One secondary school teacher, Laldjim Narcisse, told IRIN, “If the salaries are not paid, we are ready to go to the streets.... The government has much more money than it had before [from oil revenue] but it is only using it to buy weapons.”

A report from the International Monetary Fund shows that Namibia, which is one of the poorest countries in the world, has spent at least 12 percent of its budget on the military, not including soldiers’ wages. According to IRIN, it has recently purchased five new combat helicopters and other high-tech equipment.

Namibian meat workers dismissed for going on strike

On May 29, a Namibian disciplinary hearing ruled that 21 workers employed by Meatco, at the Windhoek abattoir in Namibia, had participated in an illegal strike in April and should be dismissed. Two days later, a further 10 workers at an abattoir were sacked even though the chairperson of the disciplinary hearing, Sisa Namandje, had recommended that they be issued written warnings and subjected to a fine.

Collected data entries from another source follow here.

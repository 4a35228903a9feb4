//! Request extractors whose rejections use the `{success:false,error}` body.
use axum::{
    async_trait,
    extract::{
        rejection::{JsonRejection, PathRejection, QueryRejection},
        FromRequest, FromRequestParts, Path, Query, Request,
    },
    http::request::Parts,
    Json,
};

use crate::errors::LedgerError;

/// JSON request body.
#[derive(Debug, Clone, Copy, Default)]
pub struct AppJson<T>(pub T);

/// Query string.
#[derive(Debug, Clone, Copy, Default)]
pub struct AppQuery<T>(pub T);

/// Path parameters.
#[derive(Debug, Clone, Copy, Default)]
pub struct AppPath<T>(pub T);

impl From<JsonRejection> for LedgerError {
    fn from(rejection: JsonRejection) -> Self {
        LedgerError::Validation(rejection.body_text())
    }
}

impl From<QueryRejection> for LedgerError {
    fn from(rejection: QueryRejection) -> Self {
        LedgerError::Validation(rejection.body_text())
    }
}

impl From<PathRejection> for LedgerError {
    fn from(rejection: PathRejection) -> Self {
        LedgerError::Validation(rejection.body_text())
    }
}

#[async_trait]
impl<S, T> FromRequest<S> for AppJson<T>
where
    Json<T>: FromRequest<S, Rejection = JsonRejection>,
    S: Send + Sync,
{
    type Rejection = LedgerError;

    async fn from_request(req: Request, state: &S) -> Result<Self, Self::Rejection> {
        let Json(value) = Json::<T>::from_request(req, state).await?;
        Ok(Self(value))
    }
}

#[async_trait]
impl<S, T> FromRequestParts<S> for AppQuery<T>
where
    Query<T>: FromRequestParts<S, Rejection = QueryRejection>,
    S: Send + Sync,
{
    type Rejection = LedgerError;

    async fn from_request_parts(parts: &mut Parts, state: &S) -> Result<Self, Self::Rejection> {
        let Query(value) = Query::<T>::from_request_parts(parts, state).await?;
        Ok(Self(value))
    }
}

#[async_trait]
impl<S, T> FromRequestParts<S> for AppPath<T>
where
    Path<T>: FromRequestParts<S, Rejection = PathRejection>,
    S: Send + Sync,
{
    type Rejection = LedgerError;

    async fn from_request_parts(parts: &mut Parts, state: &S) -> Result<Self, Self::Rejection> {
        let Path(value) = Path::<T>::from_request_parts(parts, state).await?;
        Ok(Self(value))
    }
}

#[cfg(test)]
mod tests {
    use super::*;
    use axum::{body::Body, http::StatusCode, response::IntoResponse};
    use serde::Deserialize;

    #[derive(Debug, Deserialize)]
    struct Limit {
        limit: i64,
    }

    #[tokio::test]
    async fn malformed_query_is_a_validation_error() {
        let request = axum::http::Request::builder()
            .uri("/history?limit=abc")
            .body(Body::empty())
            .unwrap();
        let (mut parts, _) = request.into_parts();

        let err = AppQuery::<Limit>::from_request_parts(&mut parts, &())
            .await
            .unwrap_err();
        assert!(matches!(err, LedgerError::Validation(_)));
        assert_eq!(err.into_response().status(), StatusCode::UNPROCESSABLE_ENTITY);

        let request = axum::http::Request::builder()
            .uri("/history?limit=5")
            .body(Body::empty())
            .unwrap();
        let (mut parts, _) = request.into_parts();
        let AppQuery(query) = AppQuery::<Limit>::from_request_parts(&mut parts, &())
            .await
            .unwrap();
        assert_eq!(query.limit, 5);
    }

    #[tokio::test]
    async fn body_without_json_content_type_is_a_validation_error() {
        let request = axum::http::Request::builder()
            .method("POST")
            .uri("/tiers")
            .body(Body::from("{}"))
            .unwrap();

        let err = AppJson::<serde_json::Value>::from_request(request, &())
            .await
            .unwrap_err();
        assert!(matches!(err, LedgerError::Validation(_)));
    }
}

The walkout had been triggered by the suspension of a shop steward, Ebenhardt Kanguru, who had been accused of assaulting another employee. A few hours later, the employee who made the original complaint had retracted his accusation and the workers demanded that the suspension be lifted, but Meatco management refused.

As a result, 119 employees on the sheep and cattle slaughter floors began strike action on April 19 to demand the shop steward’s reinstatement. The slaughter of animals was stopped entirely by the strike. The abattoir is capable of slaughtering 430 cattle and 1,400 sheep per day, and the strike cost the company more than N$30 million (US$4.3 million).

The company immediately claimed that the strike was illegal and issued notices demanding workers return to their jobs.The workers returned to work the following day.